Throughout the two‑day meeting, MHI’s representatives on the MHCC and MHI’s Technical Activities Committee (TAC) leaders played a critical role, and MHI staff provided extensive information, technical analysis, and comments to support the Committee’s deliberations. Their engagement ensured that the MHCC had the full benefit of the industry’s real‑world experience with energy standards, construction feasibility, costs, consumer impacts, and HUD Code processes.

Despite changes in MHCC membership since 2022, the Committee’s position on DOE’s approach remained consistent and firm. In a unanimous vote, the MHCC adopted recommendations to HUD that clearly convey the industry’s longstanding concerns about DOE’s rule and emphasize HUD’s proper role as the nation’s manufactured housing regulator.

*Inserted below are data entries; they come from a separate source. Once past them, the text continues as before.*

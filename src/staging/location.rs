//! External locations: where imported bytes come from and exported bytes go.
//!
//! The engine never interprets a location's addressing scheme. It only asks
//! a source for a reader and hands a destination a reader to drain.

use std::fs::{self, File};
use std::io::{self, BufWriter, Read, Write};
use std::path::{Path, PathBuf};

/// A caller-supplied handle that can be read once as a byte stream.
pub trait ExternalSource: Send + Sync {
    /// Open the source for reading.
    ///
    /// # Errors
    ///
    /// Returns an error if the source cannot be opened.
    fn open_reader(&self) -> io::Result<Box<dyn Read + Send>>;

    /// Human-readable description for logs and reports.
    fn describe(&self) -> String;
}

/// A caller-supplied handle that can be written once as a byte stream.
pub trait ExternalDestination: Send + Sync {
    /// Drain `reader` into the destination, returning the bytes written.
    ///
    /// Implementations must not leave a half-written artifact behind
    /// when they can avoid it.
    ///
    /// # Errors
    ///
    /// Returns an error if the destination cannot be opened or written.
    fn write_from(&self, reader: &mut dyn Read) -> io::Result<u64>;

    /// Human-readable description for logs and reports.
    fn describe(&self) -> String;

    /// The local file this destination replaces, if it is one.
    ///
    /// The coordinator uses it to refuse exporting over the application
    /// database.
    fn local_path(&self) -> Option<&Path> {
        None
    }
}

/// A location on the local filesystem.
#[derive(Debug, Clone, PartialEq, Eq)]
pub struct FileLocation {
    path: PathBuf,
}

impl FileLocation {
    #[must_use]
    pub fn new(path: impl Into<PathBuf>) -> Self {
        Self { path: path.into() }
    }

    #[must_use]
    pub fn path(&self) -> &Path {
        &self.path
    }
}

impl ExternalSource for FileLocation {
    fn open_reader(&self) -> io::Result<Box<dyn Read + Send>> {
        Ok(Box::new(File::open(&self.path)?))
    }

    fn describe(&self) -> String {
        self.path.display().to_string()
    }
}

impl ExternalDestination for FileLocation {
    /// Write atomically: temp file beside the target, fsync, rename.
    ///
    /// If any step fails, the original file (if any) remains untouched.
    fn write_from(&self, reader: &mut dyn Read) -> io::Result<u64> {
        let parent = match self.path.parent() {
            Some(p) if !p.as_os_str().is_empty() => p.to_path_buf(),
            _ => PathBuf::from("."),
        };
        fs::create_dir_all(&parent)?;

        let temp = tempfile::Builder::new()
            .prefix(".tabxfer-")
            .suffix(".partial")
            .tempfile_in(&parent)?;

        let written = {
            let mut writer = BufWriter::new(temp.as_file());
            let n = io::copy(reader, &mut writer)?;
            writer.flush()?;
            n
        };
        temp.as_file().sync_all()?;

        // Dropping `temp` on an earlier error removes the partial file
        temp.persist(&self.path).map_err(|e| e.error)?;
        Ok(written)
    }

    fn describe(&self) -> String {
        self.path.display().to_string()
    }

    fn local_path(&self) -> Option<&Path> {
        Some(&self.path)
    }
}

/// Standard input (as a source) or standard output (as a destination).
#[derive(Debug, Clone, Copy, Default)]
pub struct StdioLocation;

impl ExternalSource for StdioLocation {
    fn open_reader(&self) -> io::Result<Box<dyn Read + Send>> {
        Ok(Box::new(io::stdin()))
    }

    fn describe(&self) -> String {
        "<stdin>".to_string()
    }
}

impl ExternalDestination for StdioLocation {
    fn write_from(&self, reader: &mut dyn Read) -> io::Result<u64> {
        let mut out = io::stdout().lock();
        let n = io::copy(reader, &mut out)?;
        out.flush()?;
        Ok(n)
    }

    fn describe(&self) -> String {
        "<stdout>".to_string()
    }
}

#[cfg(test)]
mod tests {
    use super::*;
    use tempfile::TempDir;

    #[test]
    fn test_file_source_reads_bytes() {
        let temp_dir = TempDir::new().unwrap();
        let path = temp_dir.path().join("in.db");
        fs::write(&path, b"hello").unwrap();

        let mut buf = Vec::new();
        FileLocation::new(&path)
            .open_reader()
            .unwrap()
            .read_to_end(&mut buf)
            .unwrap();
        assert_eq!(buf, b"hello");
    }

    #[test]
    fn test_file_source_missing() {
        let result = FileLocation::new("/nonexistent/in.db").open_reader();
        assert_eq!(result.err().unwrap().kind(), io::ErrorKind::NotFound);
    }

    #[test]
    fn test_file_destination_writes_atomically() {
        let temp_dir = TempDir::new().unwrap();
        let path = temp_dir.path().join("nested").join("out.db");

        let written = FileLocation::new(&path)
            .write_from(&mut &b"payload"[..])
            .unwrap();

        assert_eq!(written, 7);
        assert_eq!(fs::read(&path).unwrap(), b"payload");

        // Only the target remains in the directory
        let entries: Vec<_> = fs::read_dir(path.parent().unwrap()).unwrap().collect();
        assert_eq!(entries.len(), 1);
    }

    struct FailingReader;

    impl Read for FailingReader {
        fn read(&mut self, _buf: &mut [u8]) -> io::Result<usize> {
            Err(io::Error::other("source went away"))
        }
    }

    #[test]
    fn test_file_destination_failure_keeps_original() {
        let temp_dir = TempDir::new().unwrap();
        let path = temp_dir.path().join("out.db");
        fs::write(&path, b"original").unwrap();

        let result = FileLocation::new(&path).write_from(&mut FailingReader);
        assert!(result.is_err());

        assert_eq!(fs::read(&path).unwrap(), b"original");
        let entries: Vec<_> = fs::read_dir(temp_dir.path()).unwrap().collect();
        assert_eq!(entries.len(), 1, "partial file should be cleaned up");
    }

    #[test]
    fn test_describe() {
        assert_eq!(ExternalSource::describe(&StdioLocation), "<stdin>");
        assert_eq!(ExternalDestination::describe(&StdioLocation), "<stdout>");
        assert_eq!(
            ExternalSource::describe(&FileLocation::new("/a/b.db")),
            "/a/b.db"
        );
    }
}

In its general comments to HUD, the MHCC stressed several core principles:

  • Energy standards should be updated—but only through HUD’s regulatory process, with full MHCC review, as federal law requires.
  • The International Energy Conservation Code (IECC) is not appropriate for manufactured housing, because it is unworkable, unaffordable, and incompatible with the factory‑built construction, transportation, and installation processes unique to the industry.
  • DOE’s 2022 Final Rule still contains major analytical, enforcement, and feasibility deficiencies that fail to account for fundamental aspects of manufactured home design and production—areas where HUD and the MHCC have decades of proven expertise.
  • Additional regulatory layers, such as separate DOE standards, unnecessarily increase home costs, directly undermining affordability for the very low‑, low‑, and moderate‑income families the industry serves.
  • DOE’s process appeared to circumvent or misunderstand the established federal manufactured housing standards system, causing conflicts with the HUD Code and creating requirements that cannot be implemented at scale.

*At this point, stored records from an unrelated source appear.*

//! CLI definitions using clap.

use clap::{Parser, Subcommand};
use std::path::PathBuf;

use crate::config::{DB_ENV, DEFAULT_TABLE, STAGING_DIR_ENV, TABLE_ENV};

pub mod commands;

/// Location argument meaning standard input or standard output.
pub const STDIO_MARKER: &str = "-";

/// tabxfer - Move one table between SQLite files
#[derive(Parser, Debug)]
#[command(name = "tabxfer", author, version, about, long_about = None)]
pub struct Cli {
    #[command(subcommand)]
    pub command: Commands,

    /// Application database path (default: ~/.tabxfer/data/app.db)
    #[arg(long, global = true, env = DB_ENV)]
    pub db: Option<PathBuf>,

    /// Directory for staging files (default: per-user cache dir)
    #[arg(long, global = true, env = STAGING_DIR_ENV)]
    pub staging_dir: Option<PathBuf>,

    /// Output as JSON
    #[arg(long, global = true)]
    pub json: bool,

    /// Increase logging verbosity (-v, -vv)
    #[arg(short, long, action = clap::ArgAction::Count, global = true)]
    pub verbose: u8,

    /// Quiet mode (no output except errors)
    #[arg(short, long, global = true)]
    pub quiet: bool,

    /// Disable colored output
    #[arg(long, global = true)]
    pub no_color: bool,
}

#[derive(Subcommand, Debug)]
pub enum Commands {
    /// Replace a table in the application database with the same table from a file
    Import {
        /// SQLite file to read (`-` for stdin)
        source: String,

        /// Table to transfer
        #[arg(long, short, env = TABLE_ENV, default_value = DEFAULT_TABLE)]
        table: String,

        /// Copy only the columns both tables share
        #[arg(long)]
        intersect: bool,
    },

    /// Write a table from the application database into a new SQLite file
    Export {
        /// File to write (`-` for stdout, default: tabla_<name>_<millis>.db)
        dest: Option<String>,

        /// Table to transfer
        #[arg(long, short, env = TABLE_ENV, default_value = DEFAULT_TABLE)]
        table: String,
    },

    /// List the tables in a SQLite file
    Inspect {
        /// SQLite file to read
        file: PathBuf,
    },

    /// Generate shell completions
    Completions {
        /// Shell to generate completions for
        #[arg(value_enum)]
        shell: Shell,
    },

    /// Print version information
    Version,
}

/// Supported shells for completions.
#[derive(clap::ValueEnum, Clone, Debug)]
pub enum Shell {
    Bash,
    Zsh,
    Fish,
    PowerShell,
    Elvish,
}
//! Inspect command implementation.

use std::path::Path;

use colored::Colorize;

use crate::error::Result;
use crate::storage::inspect_database;

/// List the user tables of a SQLite file with their columns and row counts.
///
/// # Errors
///
/// Returns an error if the file cannot be opened as a database.
pub fn execute(file: &Path, json: bool) -> Result<()> {
    let tables = inspect_database(file)?;

    if json {
        let output = serde_json::json!({
            "path": file.display().to_string(),
            "tables": tables,
        });
        println!("{}", serde_json::to_string(&output)?);
        return Ok(());
    }

    if tables.is_empty() {
        println!("No tables in {}", file.display());
        return Ok(());
    }

    println!("{}", file.display().to_string().bold());
    for table in &tables {
        println!(
            "  {} {}",
            table.name.cyan(),
            format!("({} rows)", table.rows).dimmed()
        );
        println!("    {}", table.columns.join(", "));
    }
    Ok(())
}
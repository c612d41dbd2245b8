mod message_service;
mod participant_service;

#[cfg(test)]
mod fixtures;

pub use message_service::{
    MessageLimit, MessageService, MessageServiceDependencies, PostMessageRequest,
    UpdateMessageRequest,
};
pub use participant_service::{ParticipantService, ParticipantServiceDependencies};
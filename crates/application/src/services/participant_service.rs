use std::sync::Arc;

use domain::{DomainError, MessageDraft, Participant, ParticipantName, RepositoryError};

use crate::{clock::Clock, error::ApplicationError, store::RoomStore};

pub struct ParticipantServiceDependencies {
    pub store: Arc<RoomStore>,
    pub clock: Arc<dyn Clock>,
}

pub struct ParticipantService {
    deps: ParticipantServiceDependencies,
}

impl ParticipantService {
    pub fn new(deps: ParticipantServiceDependencies) -> Self {
        Self { deps }
    }

    /// 进入房间：注册参与者并广播进入消息，两者在同一临界区内完成
    pub async fn join(&self, name: impl Into<String>) -> Result<Participant, ApplicationError> {
        let name = ParticipantName::parse(name)?;

        let mut state = self.deps.store.write().await;
        let now = self.deps.clock.now();
        let participant = Participant::new(name.clone(), now);

        match state.participants.register(participant.clone()).await {
            Ok(()) => {}
            Err(RepositoryError::Conflict) => {
                return Err(DomainError::ParticipantAlreadyExists {
                    name: name.into_inner(),
                }
                .into());
            }
            Err(err) => return Err(err.into()),
        }

        if let Err(err) = state.messages.append(MessageDraft::joined(&name), now).await {
            // 进入消息写入失败时撤销注册
            if let Err(rollback_err) = state.participants.remove(name.as_str()).await {
                tracing::error!(
                    participant = %name,
                    error = %rollback_err,
                    "撤销参与者注册失败"
                );
            }
            tracing::error!(participant = %name, error = %err, "写入进入消息失败");
            return Err(err.into());
        }

        tracing::info!(participant = %name, "参与者进入房间");
        Ok(participant)
    }

    /// 刷新心跳，时间取调用时刻
    pub async fn heartbeat(&self, name: &str) -> Result<(), ApplicationError> {
        let mut state = self.deps.store.write().await;
        let now = self.deps.clock.now();

        match state.participants.heartbeat(name, now).await {
            Ok(()) => {
                tracing::debug!(participant = %name, "心跳已刷新");
                Ok(())
            }
            Err(RepositoryError::NotFound) => Err(DomainError::ParticipantNotFound {
                name: name.to_owned(),
            }
            .into()),
            Err(err) => Err(err.into()),
        }
    }

    pub async fn list(&self) -> Result<Vec<Participant>, ApplicationError> {
        let state = self.deps.store.read().await;
        let participants = state.participants.list().await?;
        Ok(participants)
    }
}
use domain::{DomainError, RepositoryError};
use thiserror::Error;

#[derive(Debug, Error)]
pub enum ApplicationError {
    #[error("domain error: {0}")]
    Domain(#[from] DomainError),
    #[error("repository error: {0}")]
    Repository(RepositoryError),
}

impl From<RepositoryError> for ApplicationError {
    fn from(value: RepositoryError) -> Self {
        ApplicationError::Repository(value)
    }
}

The MHCC’s feedback closely aligned with MHI’s detailed comments submitted to HUD in advance of the meeting. The MHCC relied heavily on MHI’s technical analysis and policy arguments in crafting its responses. Notably—yet again—DOE did not attend the MHCC’s public meeting, leaving critical questions about its understanding of manufactured housing and the HUD Code process unresolved.

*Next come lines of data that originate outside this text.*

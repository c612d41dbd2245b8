use async_trait::async_trait;

use crate::entities::Participant;
use crate::errors::RepositoryResult;
use crate::value_objects::Timestamp;

/// 活跃参与者注册表，以名称为键
#[cfg_attr(feature = "testing", mockall::automock)]
#[async_trait]
pub trait ParticipantRegistry: Send + Sync {
    /// 同名参与者已存在时返回 `RepositoryError::Conflict`
    async fn register(&mut self, participant: Participant) -> RepositoryResult<()>;

    /// 参与者不存在时返回 `RepositoryError::NotFound`
    async fn heartbeat(&mut self, name: &str, now: Timestamp) -> RepositoryResult<()>;

    /// 按注册顺序返回全部参与者
    async fn list(&self) -> RepositoryResult<Vec<Participant>>;

    async fn find(&self, name: &str) -> RepositoryResult<Option<Participant>>;

    /// 返回被移除的参与者
    async fn remove(&mut self, name: &str) -> RepositoryResult<Option<Participant>>;

    async fn is_active(&self, name: &str) -> RepositoryResult<bool>;
}
use application::ApplicationError;
use axum::{
    http::StatusCode,
    response::{IntoResponse, Response},
    Json,
};
use serde::Serialize;

#[derive(Debug, Serialize)]
pub struct ErrorBody {
    pub code: &'static str,
    pub message: String,
}

#[derive(Debug)]
pub struct ApiError {
    status: StatusCode,
    body: ErrorBody,
}

impl ApiError {
    pub fn new(status: StatusCode, code: &'static str, message: impl Into<String>) -> Self {
        Self {
            status,
            body: ErrorBody {
                code,
                message: message.into(),
            },
        }
    }

    pub fn status(&self) -> StatusCode {
        self.status
    }
}

impl From<ApplicationError> for ApiError {
    fn from(error: ApplicationError) -> Self {
        use application::ApplicationError as AppErr;
        use domain::DomainError;

        let message = error.to_string();
        match error {
            AppErr::Domain(DomainError::Validation { .. }) => ApiError::new(
                StatusCode::UNPROCESSABLE_ENTITY,
                "INVALID_ARGUMENT",
                message,
            ),
            AppErr::Domain(DomainError::SenderNotActive { .. }) => ApiError::new(
                StatusCode::UNPROCESSABLE_ENTITY,
                "SENDER_NOT_ACTIVE",
                message,
            ),
            AppErr::Domain(DomainError::ParticipantAlreadyExists { .. }) => {
                ApiError::new(StatusCode::CONFLICT, "PARTICIPANT_EXISTS", message)
            }
            AppErr::Domain(DomainError::ParticipantNotFound { .. }) => {
                ApiError::new(StatusCode::NOT_FOUND, "PARTICIPANT_NOT_FOUND", message)
            }
            AppErr::Domain(DomainError::MessageNotFound { .. }) => {
                ApiError::new(StatusCode::NOT_FOUND, "MESSAGE_NOT_FOUND", message)
            }
            AppErr::Domain(DomainError::NotMessageOwner { .. }) => {
                ApiError::new(StatusCode::UNAUTHORIZED, "NOT_MESSAGE_OWNER", message)
            }
            AppErr::Repository(repo_err) => match repo_err {
                domain::RepositoryError::NotFound => ApiError::new(
                    StatusCode::NOT_FOUND,
                    "NOT_FOUND",
                    "requested resource not found",
                ),
                domain::RepositoryError::Conflict => {
                    ApiError::new(StatusCode::CONFLICT, "CONFLICT", "resource already exists")
                }
                domain::RepositoryError::Storage { message } => {
                    tracing::error!(error = %message, "存储层错误");
                    ApiError::new(
                        StatusCode::INTERNAL_SERVER_ERROR,
                        "INFRASTRUCTURE_ERROR",
                        format!("storage error: {}", message),
                    )
                }
            },
        }
    }
}

impl IntoResponse for ApiError {
    fn into_response(self) -> Response {
        (self.status, Json(self.body)).into_response()
    }
}
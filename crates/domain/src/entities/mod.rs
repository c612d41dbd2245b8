//! 领域实体定义

pub mod message;
pub mod participant;

pub use message::*;
pub use participant::*;
//! 在线状态清理
//!
//! `PresenceSweeper` 定时扫描参与者注册表，清理超过超时阈值未发送心跳的参与者，
//! 并为每个被清理的参与者写入一条离开消息。单个参与者清理失败只记录日志，
//! 不影响本轮对其他参与者的处理。

use std::sync::atomic::{AtomicBool, Ordering};
use std::sync::Arc;
use std::time::Duration;

use domain::{MessageDraft, ParticipantName, Timestamp};
use tokio::task::JoinHandle;
use tokio::time::{self, Instant, MissedTickBehavior};
use tokio_stream::wrappers::IntervalStream;
use tokio_stream::{Stream, StreamExt};
use tokio_util::sync::CancellationToken;

use crate::{clock::Clock, error::ApplicationError, store::RoomStore};

/// 清理任务配置
#[derive(Debug, Clone, Copy)]
pub struct SweeperConfig {
    /// 两次清理之间的间隔
    pub interval: Duration,
    /// 未发送心跳超过该时长即被清理
    pub staleness_timeout: chrono::Duration,
}

impl Default for SweeperConfig {
    fn default() -> Self {
        Self {
            interval: Duration::from_secs(15),
            staleness_timeout: chrono::Duration::seconds(10),
        }
    }
}

/// 单轮清理结果
#[derive(Debug, Clone, Default, PartialEq, Eq)]
pub struct SweepReport {
    pub evicted: Vec<ParticipantName>,
    pub failed: Vec<ParticipantName>,
}

impl SweepReport {
    pub fn is_empty(&self) -> bool {
        self.evicted.is_empty() && self.failed.is_empty()
    }
}

pub struct PresenceSweeper {
    store: Arc<RoomStore>,
    clock: Arc<dyn Clock>,
    config: SweeperConfig,
    running: AtomicBool,
}

/// 运行标记，离开作用域时复位
struct RunningGuard<'a>(&'a AtomicBool);

impl Drop for RunningGuard<'_> {
    fn drop(&mut self) {
        self.0.store(false, Ordering::Release);
    }
}

impl PresenceSweeper {
    pub fn new(store: Arc<RoomStore>, clock: Arc<dyn Clock>, config: SweeperConfig) -> Self {
        Self {
            store,
            clock,
            config,
            running: AtomicBool::new(false),
        }
    }

    pub fn config(&self) -> SweeperConfig {
        self.config
    }

    /// 执行一轮清理。
    ///
    /// 本轮所有比较使用同一个 `now`。上一轮尚未结束时直接返回空结果。
    pub async fn sweep_once(&self) -> SweepReport {
        let mut report = SweepReport::default();

        if self
            .running
            .compare_exchange(false, true, Ordering::AcqRel, Ordering::Acquire)
            .is_err()
        {
            tracing::warn!("上一轮在线状态清理尚未结束，跳过本轮");
            return report;
        }
        let _running = RunningGuard(&self.running);

        let now = self.clock.now();
        let candidates = self.store.read().await.participants.list().await;
        let candidates = match candidates {
            Ok(participants) => participants,
            Err(err) => {
                tracing::error!(error = %err, "读取参与者列表失败，跳过本轮清理");
                return report;
            }
        };

        for participant in candidates
            .into_iter()
            .filter(|participant| participant.is_stale(now, self.config.staleness_timeout))
        {
            let name = participant.name;
            match self.evict(&name, now).await {
                Ok(true) => {
                    tracing::info!(participant = %name, "参与者超时，已移出房间");
                    report.evicted.push(name);
                }
                Ok(false) => {
                    tracing::debug!(participant = %name, "参与者已刷新心跳或已离开，跳过");
                }
                Err(err) => {
                    tracing::error!(participant = %name, error = %err, "清理参与者失败");
                    report.failed.push(name);
                }
            }
        }

        report
    }

    /// 在同一个写锁临界区内移除参与者并写入离开消息。
    ///
    /// 临界区内重新检查超时，期间刚发送过心跳的参与者不会被清理。
    /// 离开消息写入失败时恢复该参与者。
    async fn evict(
        &self,
        name: &ParticipantName,
        now: Timestamp,
    ) -> Result<bool, ApplicationError> {
        let mut state = self.store.write().await;

        let still_stale = state
            .participants
            .find(name.as_str())
            .await?
            .is_some_and(|current| current.is_stale(now, self.config.staleness_timeout));
        if !still_stale {
            return Ok(false);
        }

        let Some(removed) = state.participants.remove(name.as_str()).await? else {
            return Ok(false);
        };

        if let Err(err) = state.messages.append(MessageDraft::left(name), now).await {
            if let Err(restore_err) = state.participants.register(removed).await {
                tracing::error!(
                    participant = %name,
                    error = %restore_err,
                    "恢复参与者失败"
                );
            }
            return Err(err.into());
        }

        Ok(true)
    }

    /// 每收到一个 tick 执行一轮清理，直到 tick 流结束或收到关闭信号
    pub async fn run<S>(&self, ticks: S, shutdown: CancellationToken)
    where
        S: Stream,
    {
        tokio::pin!(ticks);
        tracing::info!(
            interval_ms = self.config.interval.as_millis() as u64,
            timeout_secs = self.config.staleness_timeout.num_seconds(),
            "在线状态清理任务已启动"
        );

        loop {
            tokio::select! {
                _ = shutdown.cancelled() => break,
                tick = ticks.next() => {
                    if tick.is_none() {
                        break;
                    }
                    let report = self.sweep_once().await;
                    if !report.is_empty() {
                        tracing::info!(
                            evicted = report.evicted.len(),
                            failed = report.failed.len(),
                            "在线状态清理完成"
                        );
                    }
                }
            }
        }

        tracing::info!("在线状态清理任务已停止");
    }

    /// 按配置的间隔启动后台清理任务
    pub fn spawn(self: Arc<Self>, shutdown: CancellationToken) -> SweeperHandle {
        let period = self.config.interval;
        let mut interval = time::interval_at(Instant::now() + period, period);
        interval.set_missed_tick_behavior(MissedTickBehavior::Skip);

        let token = shutdown.clone();
        let task = tokio::spawn(async move {
            self.run(IntervalStream::new(interval), token).await;
        });

        SweeperHandle { shutdown, task }
    }
}

/// 后台清理任务句柄
pub struct SweeperHandle {
    shutdown: CancellationToken,
    task: JoinHandle<()>,
}

impl SweeperHandle {
    /// 停止任务并等待其退出
    pub async fn shutdown(self) {
        self.shutdown.cancel();
        if let Err(err) = self.task.await {
            tracing::error!(error = %err, "在线状态清理任务异常退出");
        }
    }
}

MHI extends sincere thanks to our industry members serving on the MHCC, to the TAC leadership, and to all members who helped prepare for the meeting. Their expertise and commitment ensured that the industry’s voice was clearly, consistently, and unanimously reflected in the MHCC’s recommendations. MHI will continue to work with HUD, the MHCC, and policymakers to ensure any future energy standards for manufactured housing are achievable, affordable, and developed through the correct regulatory process.